=== Task description ===
In full and without change, retype the records.

=== Data for analysis ===
use chrono::{DateTime, Utc};
use serde::{Deserialize, Serialize};
use uuid::Uuid;

use crate::decimal::{Money, Rate};
use crate::payments::Installment;
use crate::types::{LoanId, LoanStatus, RiskScore, Role, UserId};

/// one credit score change
#[derive(Debug, Clone, PartialEq, Eq, Serialize, Deserialize)]
pub struct CreditHistoryEntry {
    pub timestamp: DateTime<Utc>,
    /// score after the change
    pub score: i32,
    pub delta: i32,
    pub reason: String,
}

/// platform account with its wallet and credit profile
#[derive(Debug, Clone, PartialEq, Serialize, Deserialize)]
pub struct User {
    pub id: UserId,
    pub name: String,
    pub email: String,
    pub role: Role,
    pub verified: bool,

    // wallet
    pub wallet: Money,

    // credit
    pub credit_score: i32,
    pub credit_history: Vec<CreditHistoryEntry>,

    // counters
    pub total_borrowed: Money,
    pub total_repaid: Money,
    pub total_funded: Money,
    pub total_returns: Money,
    pub active_loans_count: u32,

    pub created_at: DateTime<Utc>,
    /// bumped by the store on every committed write
    pub version: u64,
}

impl User {
    pub fn new(
        name: impl Into<String>,
        email: impl Into<String>,
        role: Role,
        initial_score: i32,
        created_at: DateTime<Utc>,
    ) -> Self {
        Self {
            id: Uuid::new_v4(),
            name: name.into(),
            email: email.into(),
            role,
            verified: false,
            wallet: Money::ZERO,
            credit_score: initial_score,
            credit_history: Vec::new(),
            total_borrowed: Money::ZERO,
            total_repaid: Money::ZERO,
            total_funded: Money::ZERO,
            total_returns: Money::ZERO,
            active_loans_count: 0,
            created_at,
            version: 0,
        }
    }

    pub fn is_admin(&self) -> bool {
        self.role == Role::Admin
    }

    /// decrement the active loan counter without going below zero
    pub fn close_active_loan(&mut self) {
        self.active_loans_count = self.active_loans_count.saturating_sub(1);
    }
}

/// loan application and, once funded, the running loan
#[derive(Debug, Clone, PartialEq, Serialize, Deserialize)]
pub struct Loan {
    pub id: LoanId,
    pub borrower: UserId,
    pub lender: Option<UserId>,

    // terms
    pub amount: Money,
    pub interest_rate: Rate,
    pub tenure_months: u32,
    pub purpose: String,
    pub description: Option<String>,

    pub status: LoanStatus,

    // quote
    pub emi: Money,
    pub total_payable: Money,
    pub total_interest: Money,

    // repayment
    pub remaining_amount: Money,
    pub paid_amount: Money,
    pub schedule: Vec<Installment>,

    pub risk_score: RiskScore,
    pub admin_note: Option<String>,

    // dates
    pub created_at: DateTime<Utc>,
    pub approved_at: Option<DateTime<Utc>>,
    pub funded_at: Option<DateTime<Utc>>,
    pub completed_at: Option<DateTime<Utc>>,

    pub version: u64,
}

impl Loan {
    /// whole percentage of the payable amount already repaid
    pub fn progress(&self) -> u32 {
        Money::percent_of(self.paid_amount, self.total_payable)
    }

    /// lowest-numbered installment not yet paid
    pub fn next_pending_installment(&self) -> Option<&Installment> {
        self.schedule.iter().find(|i| i.is_pending())
    }

    pub fn installment_mut(&mut self, installment_no: u32) -> Option<&mut Installment> {
        self.schedule
            .iter_mut()
            .find(|i| i.installment_no == installment_no)
    }

    pub fn paid_installments(&self) -> usize {
        self.schedule.iter().filter(|i| i.is_paid()).count()
    }

    pub fn all_paid(&self) -> bool {
        !self.schedule.is_empty() && self.schedule.iter().all(|i| i.is_paid())
    }

    pub fn is_owned_by(&self, user: UserId) -> bool {
        self.borrower == user
    }
}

=== Output for this exercise ===
use chrono::{DateTime, Utc};
use serde::{Deserialize, Serialize};
use uuid::Uuid;

use crate::decimal::{Money, Rate};
use crate::payments::Installment;
use crate::types::{LoanId, LoanStatus, RiskScore, Role, UserId};

/// one credit score change
#[derive(Debug, Clone, PartialEq, Eq, Serialize, Deserialize)]
pub struct CreditHistoryEntry {
    pub timestamp: DateTime<Utc>,
    /// score after the change
    pub score: i32,
    pub delta: i32,
    pub reason: String,
}

/// platform account with its wallet and credit profile
#[derive(Debug, Clone, PartialEq, Serialize, Deserialize)]
pub struct User {
    pub id: UserId,
    pub name: String,
    pub email: String,
    pub role: Role,
    pub verified: bool,

    // wallet
    pub wallet: Money,

    // credit
    pub credit_score: i32,
    pub credit_history: Vec<CreditHistoryEntry>,

    // counters
    pub total_borrowed: Money,
    pub total_repaid: Money,
    pub total_funded: Money,
    pub total_returns: Money,
    pub active_loans_count: u32,

    pub created_at: DateTime<Utc>,
    /// bumped by the store on every committed write
    pub version: u64,
}

impl User {
    pub fn new(
        name: impl Into<String>,
        email: impl Into<String>,
        role: Role,
        initial_score: i32,
        created_at: DateTime<Utc>,
    ) -> Self {
        Self {
            id: Uuid::new_v4(),
            name: name.into(),
            email: email.into(),
            role,
            verified: false,
            wallet: Money::ZERO,
            credit_score: initial_score,
            credit_history: Vec::new(),
            total_borrowed: Money::ZERO,
            total_repaid: Money::ZERO,
            total_funded: Money::ZERO,
            total_returns: Money::ZERO,
            active_loans_count: 0,
            created_at,
            version: 0,
        }
    }

    pub fn is_admin(&self) -> bool {
        self.role == Role::Admin
    }

    /// decrement the active loan counter without going below zero
    pub fn close_active_loan(&mut self) {
        self.active_loans_count = self.active_loans_count.saturating_sub(1);
    }
}

/// loan application and, once funded, the running loan
#[derive(Debug, Clone, PartialEq, Serialize, Deserialize)]
pub struct Loan {
    pub id: LoanId,
    pub borrower: UserId,
    pub lender: Option<UserId>,

    // terms
    pub amount: Money,
    pub interest_rate: Rate,
    pub tenure_months: u32,
    pub purpose: String,
    pub description: Option<String>,

    pub status: LoanStatus,

    // quote
    pub emi: Money,
    pub total_payable: Money,
    pub total_interest: Money,

    // repayment
    pub remaining_amount: Money,
    pub paid_amount: Money,
    pub schedule: Vec<Installment>,

    pub risk_score: RiskScore,
    pub admin_note: Option<String>,

    // dates
    pub created_at: DateTime<Utc>,
    pub approved_at: Option<DateTime<Utc>>,
    pub funded_at: Option<DateTime<Utc>>,
    pub completed_at: Option<DateTime<Utc>>,

    pub version: u64,
}

impl Loan {
    /// whole percentage of the payable amount already repaid
    pub fn progress(&self) -> u32 {
        Money::percent_of(self.paid_amount, self.total_payable)
    }

    /// lowest-numbered installment not yet paid
    pub fn next_pending_installment(&self) -> Option<&Installment> {
        self.schedule.iter().find(|i| i.is_pending())
    }

    pub fn installment_mut(&mut self, installment_no: u32) -> Option<&mut Installment> {
        self.schedule
            .iter_mut()
            .find(|i| i.installment_no == installment_no)
    }

    pub fn paid_installments(&self) -> usize {
        self.schedule.iter().filter(|i| i.is_paid()).count()
    }

    pub fn all_paid(&self) -> bool {
        !self.schedule.is_empty() && self.schedule.iter().all(|i| i.is_paid())
    }

    pub fn is_owned_by(&self, user: UserId) -> bool {
        self.borrower == user
    }
}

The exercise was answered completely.